I haven’t written a post on race or anything along those lines for a long time and to be honest, they probably won’t be nearly as frequently as they used to, but this has been a post long in the making and one I was hesitant to discuss for so many reasons, but it keeps coming up. As always, when I discuss such issues, I feel the importance of stating by way of a disclosure that these are my personal thoughts and experiences, and I acknowledge the people who are doing good diversity and intercultural work in the field, and in no way am I demeaning their efforts.
It goes without saying that I no longer see the world through rose-tinted glasses. Being black, a woman, an immigrant twice-over, I cannot afford to do so. My very presence affects how people around me react. It’s difficult to guess whether I’ll be feared, coddled, condescended to, or ignored and discredited. Rarely am I seen as an equal. As a result, it’s been a very interesting position for me to be involved in the diversity and intercultural field, and I’ve made so many observations that have made me consider my stance, and about whether I actually see any good in me continuing to work in the field. From my first semester of grad school, to subsequent diversity events I’ve not only co-facilitated but also attended, my questions have often been :”Why am I doing this? Who is this diversity work for? What IS diversity?”
I do feel somewhat disillusioned by the diversity and interculturalist field. In my field of interculturalism, a field with a large number of well-travelled and educated people, perhaps I let my guard down a bit and began to believe that my presence in this field would be valued and that I might possibly be able to influence change. In Vancouver we often lament about the invisibility of black people, and just before Black History Month, organizations are often scrambling for black speakers, performers etc. But it turns out a lot of this interest is very cosmetic.
I feel we are still tiptoeing around issues. And what does that make people like me feel? Tired and completely fed up. Yet we are told to be patient. Nina Simone’s lyrics from “Mississippi Goddam” come to mind:
Don’t tell me
I tell you
Me and my people just about due
I’ve been there so I know
They keep on saying “Go slow!”
My original thoughts that my experiences, and the experiences and thoughts of people like me, would be better-received by open-minded voices who profess to value and honour diversity, was unfortunately not a reality. What I soon realized is that the diversity we often deal with here are sugarcoated and very disingenuous.

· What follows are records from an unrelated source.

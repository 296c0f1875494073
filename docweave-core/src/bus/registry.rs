//! Signal Dependency Registry
//!
//! Maps each signal name to the peers that declared it, the authoritative
//! value, and which peer won the initial-value arbitration.
//!
//! The registry is only written by the bus: during registration and at the
//! commit step of a broadcast.

use indexmap::IndexMap;
use serde_json::Value;
use smallvec::SmallVec;

use super::signal::{Batch, InitialSignal, PeerId, Priority, SignalValue};

/// Registry entry for one signal name.
#[derive(Debug, Clone, PartialEq)]
pub struct SignalDependency {
    /// Peers sharing this signal, in registration order.
    deps: SmallVec<[PeerId; 4]>,

    /// Priority of the winning initial value.
    priority: Priority,

    /// Peer whose initial value won.
    initial_priority_id: PeerId,

    value: Value,
    is_data: bool,
}

impl SignalDependency {
    fn new(peer: &PeerId, signal: &InitialSignal) -> Self {
        let mut deps = SmallVec::new();
        deps.push(peer.clone());
        Self {
            deps,
            priority: signal.priority,
            initial_priority_id: peer.clone(),
            value: signal.value.clone(),
            is_data: signal.is_data,
        }
    }

    /// Merge another peer's declaration. A strictly higher priority takes
    /// over the value; ties keep the first registered owner.
    fn merge(&mut self, peer: &PeerId, signal: &InitialSignal) {
        if !self.deps.contains(peer) {
            self.deps.push(peer.clone());
        }
        if signal.priority > self.priority {
            self.priority = signal.priority;
            self.initial_priority_id = peer.clone();
            self.value = signal.value.clone();
            self.is_data = signal.is_data;
        }
    }

    pub fn deps(&self) -> &[PeerId] {
        &self.deps
    }

    pub fn priority(&self) -> Priority {
        self.priority
    }

    pub fn initial_priority_id(&self) -> &PeerId {
        &self.initial_priority_id
    }

    pub fn value(&self) -> &Value {
        &self.value
    }

    pub fn is_data(&self) -> bool {
        self.is_data
    }

    /// Whether more than one peer shares this signal.
    pub fn is_shared(&self) -> bool {
        self.deps.len() > 1
    }

    pub fn to_signal_value(&self) -> SignalValue {
        SignalValue {
            value: self.value.clone(),
            is_data: self.is_data,
        }
    }
}

/// All signal entries of one document instance, in first-declared order.
#[derive(Debug, Clone, Default)]
pub struct SignalRegistry {
    entries: IndexMap<String, SignalDependency>,
}

impl SignalRegistry {
    pub fn new() -> Self {
        Self::default()
    }

    /// Record one peer's initial signal.
    pub fn declare(&mut self, peer: &PeerId, signal: &InitialSignal) {
        match self.entries.get_mut(&signal.name) {
            Some(entry) => entry.merge(peer, signal),
            None => {
                self.entries
                    .insert(signal.name.clone(), SignalDependency::new(peer, signal));
            }
        }
    }

    pub fn get(&self, name: &str) -> Option<&SignalDependency> {
        self.entries.get(name)
    }

    /// Whether `incoming` differs from the committed value of `name`.
    /// Unknown names always differ.
    pub fn differs(&self, name: &str, incoming: &SignalValue) -> bool {
        self.entries
            .get(name)
            .map_or(true, |entry| entry.value != incoming.value)
    }

    /// Overwrite committed values with a batch. Names nobody declared are
    /// ignored.
    pub fn commit(&mut self, batch: &Batch) {
        for (name, incoming) in batch.iter() {
            if let Some(entry) = self.entries.get_mut(name) {
                entry.value = incoming.value.clone();
                entry.is_data = incoming.is_data;
            }
        }
    }

    /// Every committed value, as one batch.
    pub fn snapshot(&self) -> Batch {
        self.entries
            .iter()
            .map(|(name, entry)| (name.clone(), entry.to_signal_value()))
            .collect()
    }

    /// Entries shared by more than one peer.
    pub fn shared(&self) -> impl Iterator<Item = (&str, &SignalDependency)> {
        self.entries
            .iter()
            .filter(|(_, entry)| entry.is_shared())
            .map(|(name, entry)| (name.as_str(), entry))
    }

    /// Drop every dependency list so no stale route can fire.
    pub fn clear_deps(&mut self) {
        for entry in self.entries.values_mut() {
            entry.deps.clear();
        }
    }

    pub fn len(&self) -> usize {
        self.entries.len()
    }

    pub fn is_empty(&self) -> bool {
        self.entries.is_empty()
    }
}
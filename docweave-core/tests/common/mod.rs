//! Shared test peers and a scripted declarative engine.

#![allow(dead_code)]

use std::collections::HashMap;
use std::sync::atomic::{AtomicUsize, Ordering};
use std::sync::Arc;

use async_trait::async_trait;
use parking_lot::Mutex;
use serde_json::Value;

use docweave_core::bus::{
    Batch, BroadcastOutcome, BroadcastTurn, InitialSignal, Peer, PeerCapabilities, PeerId,
    Priority, SharedSignal,
};
use docweave_core::compile::Spec;
use docweave_core::error::PeerError;
use docweave_core::runtime::{
    AfterRun, Changeset, DataListener, DeclarativeEngine, EngineRuntime, SignalListener,
};
use docweave_core::EngineError;

type Reaction = Box<dyn Fn(&Batch) -> Option<(PeerId, Batch)> + Send + Sync>;

/// A peer that records every hook call.
pub struct RecordingPeer {
    id: PeerId,
    signals: Vec<InitialSignal>,
    capabilities: PeerCapabilities,
    reaction: Option<Reaction>,
    fail_receive: bool,
    pub received: Mutex<Vec<(Option<PeerId>, Batch)>>,
    pub listened: Mutex<Vec<Vec<SharedSignal>>>,
    pub nested: Mutex<Vec<BroadcastOutcome>>,
    pub settled: AtomicUsize,
    pub destroyed: AtomicUsize,
}

impl RecordingPeer {
    pub fn new(id: &str) -> Self {
        Self {
            id: PeerId::from(id),
            signals: Vec::new(),
            capabilities: PeerCapabilities::RECEIVE | PeerCapabilities::LISTEN | PeerCapabilities::SETTLE,
            reaction: None,
            fail_receive: false,
            received: Mutex::new(Vec::new()),
            listened: Mutex::new(Vec::new()),
            nested: Mutex::new(Vec::new()),
            settled: AtomicUsize::new(0),
            destroyed: AtomicUsize::new(0),
        }
    }

    pub fn scalar(mut self, name: &str, value: Value, priority: i32) -> Self {
        self.signals
            .push(InitialSignal::scalar(name, value, Priority(priority)));
        self
    }

    pub fn data(mut self, name: &str, rows: Vec<Value>, priority: i32) -> Self {
        self.signals.push(InitialSignal::data(name, rows, Priority(priority)));
        self
    }

    pub fn capabilities(mut self, capabilities: PeerCapabilities) -> Self {
        self.capabilities = capabilities;
        self
    }

    /// Broadcast `(origin, batch)` through the turn whenever a batch arrives.
    pub fn reacting<F>(mut self, reaction: F) -> Self
    where
        F: Fn(&Batch) -> Option<(PeerId, Batch)> + Send + Sync + 'static,
    {
        self.reaction = Some(Box::new(reaction));
        self
    }

    pub fn failing(mut self) -> Self {
        self.fail_receive = true;
        self
    }

    pub fn arc(self) -> Arc<Self> {
        Arc::new(self)
    }

    pub fn receive_count(&self) -> usize {
        self.received.lock().len()
    }

    pub fn last_received(&self) -> Option<(Option<PeerId>, Batch)> {
        self.received.lock().last().cloned()
    }

    pub fn settle_count(&self) -> usize {
        self.settled.load(Ordering::SeqCst)
    }
}

#[async_trait]
impl Peer for RecordingPeer {
    fn id(&self) -> &PeerId {
        &self.id
    }

    fn initial_signals(&self) -> Vec<InitialSignal> {
        self.signals.clone()
    }

    fn capabilities(&self) -> PeerCapabilities {
        self.capabilities
    }

    async fn receive_batch(
        &self,
        batch: Batch,
        from: Option<&PeerId>,
        turn: &mut BroadcastTurn<'_>,
    ) -> Result<(), PeerError> {
        self.received.lock().push((from.cloned(), batch.clone()));
        if self.fail_receive {
            return Err(PeerError::Failed(format!("{} cannot apply batch", self.id)));
        }
        if let Some(reaction) = &self.reaction {
            if let Some((origin, derived)) = reaction(&batch) {
                let outcome = turn.broadcast(origin, derived).await;
                self.nested.lock().push(outcome);
            }
        }
        Ok(())
    }

    async fn begin_listening(&self, shared: &[SharedSignal]) -> Result<(), PeerError> {
        self.listened.lock().push(shared.to_vec());
        Ok(())
    }

    async fn broadcast_complete(&self) -> Result<(), PeerError> {
        self.settled.fetch_add(1, Ordering::SeqCst);
        Ok(())
    }

    fn current_signal_value(&self, name: &str) -> Option<Value> {
        self.signals
            .iter()
            .find(|s| s.name == name)
            .map(|s| s.value.clone())
    }

    fn destroy(&self) {
        self.destroyed.fetch_add(1, Ordering::SeqCst);
    }
}

type Formula = Arc<dyn Fn(&HashMap<String, Value>) -> Value + Send + Sync>;

/// A declarative engine whose calculations are Rust closures keyed by
/// signal name.
#[derive(Default, Clone)]
pub struct ScriptedEngine {
    formulas: Vec<(String, Formula)>,
    pub runs: Arc<AtomicUsize>,
    pub finalized: Arc<AtomicUsize>,
}

impl ScriptedEngine {
    pub fn new() -> Self {
        Self::default()
    }

    pub fn formula<F>(mut self, name: &str, f: F) -> Self
    where
        F: Fn(&HashMap<String, Value>) -> Value + Send + Sync + 'static,
    {
        self.formulas.push((name.to_string(), Arc::new(f)));
        self
    }
}

impl DeclarativeEngine for ScriptedEngine {
    fn parse(&self, spec: &Spec) -> Result<Box<dyn EngineRuntime>, EngineError> {
        let signals = spec
            .signals
            .iter()
            .filter(|s| !s.is_data)
            .map(|s| (s.name.clone(), s.value.clone().unwrap_or(Value::Null)))
            .collect();
        let data = spec
            .data
            .iter()
            .map(|d| (d.name.clone(), d.values.clone().unwrap_or_default()))
            .collect();
        Ok(Box::new(ScriptedRuntime {
            signals,
            data,
            formulas: self.formulas.clone(),
            signal_listeners: HashMap::new(),
            data_listeners: HashMap::new(),
            after: Vec::new(),
            changed_signals: Vec::new(),
            changed_data: Vec::new(),
            runs: Arc::clone(&self.runs),
            finalized: Arc::clone(&self.finalized),
        }))
    }
}

pub struct ScriptedRuntime {
    signals: HashMap<String, Value>,
    data: HashMap<String, Vec<Value>>,
    formulas: Vec<(String, Formula)>,
    signal_listeners: HashMap<String, Vec<SignalListener>>,
    data_listeners: HashMap<String, Vec<DataListener>>,
    after: Vec<AfterRun>,
    changed_signals: Vec<String>,
    changed_data: Vec<String>,
    runs: Arc<AtomicUsize>,
    finalized: Arc<AtomicUsize>,
}

impl EngineRuntime for ScriptedRuntime {
    fn run(&mut self) -> Result<(), EngineError> {
        self.runs.fetch_add(1, Ordering::SeqCst);

        for (name, formula) in &self.formulas {
            let next = formula(&self.signals);
            if self.signals.get(name) != Some(&next) {
                self.signals.insert(name.clone(), next);
                self.changed_signals.push(name.clone());
            }
        }

        for name in std::mem::take(&mut self.changed_signals) {
            if let (Some(listeners), Some(value)) = (self.signal_listeners.get(&name), self.signals.get(&name)) {
                for listener in listeners {
                    listener(&name, value);
                }
            }
        }
        for name in std::mem::take(&mut self.changed_data) {
            if let (Some(listeners), Some(rows)) = (self.data_listeners.get(&name), self.data.get(&name)) {
                for listener in listeners {
                    listener(&name, rows);
                }
            }
        }
        for callback in std::mem::take(&mut self.after) {
            callback();
        }
        Ok(())
    }

    fn signal(&self, name: &str) -> Result<Value, EngineError> {
        self.signals
            .get(name)
            .cloned()
            .ok_or_else(|| EngineError::UnknownSignal(name.to_string()))
    }

    fn set_signal(&mut self, name: &str, value: Value) -> Result<(), EngineError> {
        if !self.signals.contains_key(name) {
            return Err(EngineError::UnknownSignal(name.to_string()));
        }
        if self.signals.get(name) != Some(&value) {
            self.signals.insert(name.to_string(), value);
            self.changed_signals.push(name.to_string());
        }
        Ok(())
    }

    fn data(&self, name: &str) -> Result<Vec<Value>, EngineError> {
        self.data
            .get(name)
            .cloned()
            .ok_or_else(|| EngineError::UnknownData(name.to_string()))
    }

    fn change(&mut self, name: &str, changes: Changeset) -> Result<(), EngineError> {
        let rows = self
            .data
            .get_mut(name)
            .ok_or_else(|| EngineError::UnknownData(name.to_string()))?;
        if changes.remove_all {
            rows.clear();
        }
        rows.extend(changes.insert);
        self.changed_data.push(name.to_string());
        Ok(())
    }

    fn add_signal_listener(&mut self, name: &str, listener: SignalListener) -> Result<(), EngineError> {
        self.signal_listeners
            .entry(name.to_string())
            .or_default()
            .push(listener);
        Ok(())
    }

    fn add_data_listener(&mut self, name: &str, listener: DataListener) -> Result<(), EngineError> {
        self.data_listeners
            .entry(name.to_string())
            .or_default()
            .push(listener);
        Ok(())
    }

    fn run_after(&mut self, callback: AfterRun) {
        self.after.push(callback);
    }

    fn finalize(&mut self) {
        self.signal_listeners.clear();
        self.data_listeners.clear();
        self.finalized.fetch_add(1, Ordering::SeqCst);
    }
}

At diversity events, microaggressions are rife. An example is at an event on leadership I attended in March, My partner during one of the exercises was a Middle Eastern woman. As the only women of colour at the event, we inevitably discussed the reality of race, and the fact that nobody had brought up this in the whole event. During the sharing time I felt the need to bring up this point, saying it was important to acknowledge this reality. A white Canadian lady spoke up, clearly taking umbrage at the comment that race is an issue. She objected to my usage of the word “marginalized” and proceeded to “remind” me that I have a great cultural heritage to draw on, and that the reason people want to talk to me is that I’m elegant and eloquent, something she didn’t stop commenting on the entire morning. To top it off, she said she’d experienced racism in Japan.
At these events, what usually happens, as did happen in the woman’s response to my comment is silencing (“racism isn’t so bad here”), tone policing (“don’t use that term, it’s not becoming”), equating oppressions (“I’ve experienced racism too”), and operating according to stereotypes (“you’re so eloquent.”).
Luckily I’m now able to anticipate these things and I’ve had to grow tougher due to my experiences. I have an M.O. for these situations: when I realize I’m not going to get through to people the best thing for me to do is to shut up and preserve my valuable energy. No further interactions with these folks are necessary because you already know you’re talking to a brick wall.
The reality is when a person of colour at one of these events attempts to challenge the narrative and the accepted knowledge, these reactions are very common. They’ve happened to me, as I’ve illustrated, and I’ve seen them happen to others. What people often hope for is for a good photo opportunity to showcase the diversity and market it, and a nice personal story that will make them feel sad or good about themselves. It’s rarely about challenging oneself it seems.
So I’ve come to realize the face of diversity is often not diverse at all (if you look at the board members of diversity organizations, this will become very obvious). I’ve realized that things are taken differently depending on who is saying it. I note the difference in how the black and Asian women I meet at these events feel after them. I often talk to them afterwards and the general consensus is often “tokenism”, “sugar-coating”, “the discussion could have gone deeper”, or “this isn’t new; I’ve known this since birth.”
It would be wonderful to be colourblind but it’s too late for me. Sharing my perspectives to show that there are several frames of reference, is important to me. What I’d like for more people in the field to acknowledge is that how they operate isn’t equitable, it isn’t real diversity work. If we are to call ourselves liberal and such, surely it would make sense to allow those who are marginalized the most to speak out and not to attempt to appease them with platitudes? If we’re not willing to hear the point of views of POC, to hire them in our intercultural organizations, then our diversity push is a mere façade. If we’re not willing to be honest with the nitty-gritty of how race matters etc, I’m definitely not for it. Being involved in anything half-baked was never my plan.